In our research group focusing on resource efficient processes, we explore the waterless supercritical carbon dioxide (SC-CO₂) technology as a promising sustainable alternative to the traditional textile wet dyeing and water based finishing processes. Already, it is industrially implemented for textile dyeing, in particular for synthetic fabrics, and, being a dry color process it is regarded as only using ¼ of the physical footprint compared to conventional dyeing. This, does not only account for water and energy savings, but also includes advantages such as reduced emissions of harmful effluents, less amount of used dye, no or minimal use of auxiliaries (dispersing agents, carriers and surfactants) and low waste of material. To expand the industrial capabilities of this technology and open up for new business opportunities, our research focuses on textile functionalization in SC-CO₂, either by only applying a functional material or to combine dyeing and functionalization of fabric in a single-step process. For polyethylene terephthalate (PET) fabric dyeing (step 1) and functionalization (step 2) in a sequential process where similar processing parameters (high temperature and pressure) was used, it was found that the color was extracted in the second step. The PET dyeing kinetics using SC-CO₂ as a solvent depend on the transition in the amorphous regions of the fiber and diffusion properties and solvating power of the SC-CO₂ with the dye. Hence, extensive studies on compatibility between fiber, dye and functional compounds include solubility of dye and functional material in SC-CO₂, optimization of process parameters (pressure and temperature) and depressurization. This is crucial for understanding the adhesion mechanism between fiber and chemicals, and, particularly for a proper adhesion with a durable functional performance. Furthermore, as SC-CO₂ is a good solvent for hydrophobic compounds, nonionics and organic compounds with low molecules weight, there are challenges in modifying conventional compound or using co-solvents. Activities within this domain in our research group stretch between dyeing and functionalization of textiles with end-use properties such as antimicrobial, photochromic, moisture management, water repellency, soil repellency and flame retardant.

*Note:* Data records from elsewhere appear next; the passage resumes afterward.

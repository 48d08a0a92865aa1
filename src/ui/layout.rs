use ratatui::layout::{Constraint, Direction, Layout, Rect};

#[derive(Clone, Copy, Debug, PartialEq, Eq)]
pub struct ResultsLayout {
    pub header: Rect,
    pub banner: Rect,
    pub body: Rect,
    pub footer: Rect,
}

/// Header and footer take one row each; the banner shrinks to zero rows when
/// there is no error or warning to show.
pub fn split_results_layout(area: Rect, banner_rows: u16) -> ResultsLayout {
    let chunks = Layout::default()
        .direction(Direction::Vertical)
        .constraints([
            Constraint::Length(1),
            Constraint::Length(banner_rows),
            Constraint::Min(1),
            Constraint::Length(1),
        ])
        .split(area);

    ResultsLayout {
        header: chunks[0],
        banner: chunks[1],
        body: chunks[2],
        footer: chunks[3],
    }
}

#[cfg(test)]
mod tests {
    use super::*;

    #[test]
    fn layout_without_banner_gives_body_the_rest() {
        let area = Rect::new(0, 0, 80, 20);
        let panes = split_results_layout(area, 0);

        assert_eq!(panes.header.height, 1);
        assert_eq!(panes.banner.height, 0);
        assert_eq!(panes.body.height, 18);
        assert_eq!(panes.footer.height, 1);
        assert_eq!(panes.body.y, 1);
        assert_eq!(panes.footer.y, 19);
    }

    #[test]
    fn layout_reserves_banner_rows() {
        let area = Rect::new(0, 0, 80, 12);
        let panes = split_results_layout(area, 2);

        assert_eq!(panes.banner.height, 2);
        assert_eq!(panes.banner.y, 1);
        assert_eq!(panes.body.y, 3);
        assert_eq!(panes.body.height, 8);
    }
}
// Cost Derivation - Core Library
// Classifies line items, matches them against a reference catalog and splits
// their tax-inclusive totals into a full cost breakdown

pub mod text;
pub mod money;
pub mod classifier;
pub mod catalog;
pub mod matcher;
pub mod allocation;
pub mod display;
pub mod details;
pub mod items;
pub mod prices;
pub mod config;
pub mod pipeline;
pub mod report;

// Re-export commonly used types
pub use text::{normalize, tokenize};
pub use money::{format_thousands, parse_amount, round_half_up, Amount, Rate};
pub use classifier::{classify, Classification, ClassifierRules, ItemCategory, TextClassifier};
pub use catalog::{Catalog, CatalogEntry};
pub use matcher::{best_match, coverage_similarity, CatalogMatch, CatalogMatcher, MatchSummary, MatcherConfig};
pub use allocation::{
    apportion, derive_parts, derive_summary, AllocationConfig, AllocationEngine,
    CostBreakdown, PartsBreakdown, SplitWeights, SummaryBreakdown,
};
pub use display::{DisplayConfig, DisplayTexts};
pub use details::{DetailConfig, LineDetails};
pub use items::{
    load_item_sheet, load_item_sheet_csv, load_items, load_items_csv, parse_item_selection,
    select_items, ItemSheet, LineItem, SheetHeading,
};
pub use prices::ReferencePrices;
pub use config::PipelineConfig;
pub use pipeline::{CostPipeline, ItemCosting};
pub use report::{BatchReport, BatchTotals, CategoryCounts};

/// Library version
pub const VERSION: &str = env!("CARGO_PKG_VERSION");
// ============================================================================
// APPORTIONMENT (largest remainder)
// ============================================================================

/// Split `total` into integer parts proportional to `weights`, summing
/// exactly to `total`.
///
/// Negative or non-finite weights count as zero. If no weight is positive
/// the whole total goes to the first part. An empty weight list yields an
/// empty split.
pub fn apportion(total: Amount, weights: &[f64]) -> Vec<Amount> {
    let k = weights.len();
    if k == 0 {
        return Vec::new();
    }

    let weights: Vec<f64> = weights
        .iter()
        .map(|&w| if w.is_finite() && w > 0.0 { w } else { 0.0 })
        .collect();
    let weight_sum: f64 = weights.iter().sum();

    let mut parts = vec![0; k];
    if total == 0 {
        return parts;
    }
    if !(weight_sum > 0.0) || !weight_sum.is_finite() {
        parts[0] = total;
        return parts;
    }

    // Provisional floors and their fractional remainders
    let mut fractions = vec![0.0; k];
    for i in 0..k {
        let share = total as f64 * (weights[i] / weight_sum);
        let floor = share.floor();
        parts[i] = (floor as Amount).min(total);
        fractions[i] = (share - floor).clamp(0.0, 1.0);
    }

    // Largest fractional remainder first, ties by original index
    let mut order: Vec<usize> = (0..k).collect();
    order.sort_by(|&x, &y| {
        fractions[y]
            .partial_cmp(&fractions[x])
            .unwrap_or(Ordering::Equal)
            .then(x.cmp(&y))
    });

    let allocated: u128 = parts.iter().map(|&p| p as u128).sum();
    let target = total as u128;

    if allocated < target {
        let mut residue = target - allocated;
        let mut ranked = order.iter().copied().chain((0..k).cycle());
        while residue > 0 {
            match ranked.next() {
                Some(i) => {
                    parts[i] += 1;
                    residue -= 1;
                }
                None => break,
            }
        }
    } else if allocated > target {
        trim_excess(&mut parts, &order, allocated - target);
    }

    parts
}

/// Safety net for float pathologies: take units back from the parts with
/// the smallest remainders first.
fn trim_excess(parts: &mut [Amount], order: &[usize], mut excess: u128) {
    let k = order.len();
    let mut step = 0usize;
    let mut idle = 0usize;

    while excess > 0 && idle < k {
        let i = order[k - 1 - (step % k)];
        step += 1;
        if parts[i] > 0 {
            parts[i] -= 1;
            excess -= 1;
            idle = 0;
        } else {
            idle += 1;
        }
    }
}

/// Two-way split (D, E) by weights.
fn split_pair(total: Amount, weights: SplitWeights) -> (Amount, Amount) {
    let parts = apportion(total, &[weights.execution, weights.materials]);
    (parts[0], parts[1])
}

// ============================================================================
// ENGINE
// ============================================================================

#[derive(Debug, Clone, Default)]
pub struct AllocationEngine {
    config: AllocationConfig,
}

Digital inkjet printing is a production technology with high potential in resource efficient processes, which features both flexibility and productivity. In this research, waterborne, fluorocarbon-free ink containing polysiloxane in the form of micro-emulsion is formulated for the application of water-repellent sports- and work wear. The physicochemical properties of the ink such as surface tension, rheological properties and particle size are characterized, and thereafter inkjet printed as solid square pattern (10 × 10 cm) on polyester and polyamide 66 fabrics. The water contact angle (WCA) of the functional surfaces is increased from < 90° to ca. 140° after 10 inkjet printing passes. Moreover, the functional surface shows resistance to wash and abrasion. The WCA of functional surfaces is between 130° and 140° after 10 wash cycles, and is ca. 140° after 20000 revolutions of rubbing. The differences in construction of the textile as well as ink–filament interaction attribute to the different transportation behaviors of the ink on the textile, reflected in the durability of the functional layer on the textile. The functionalized textile preserves its key textile feature such as softness and breathability. Inkjet printing shows large potential in high-end applications such as customized functionalization of textiles in the domain of smart textiles.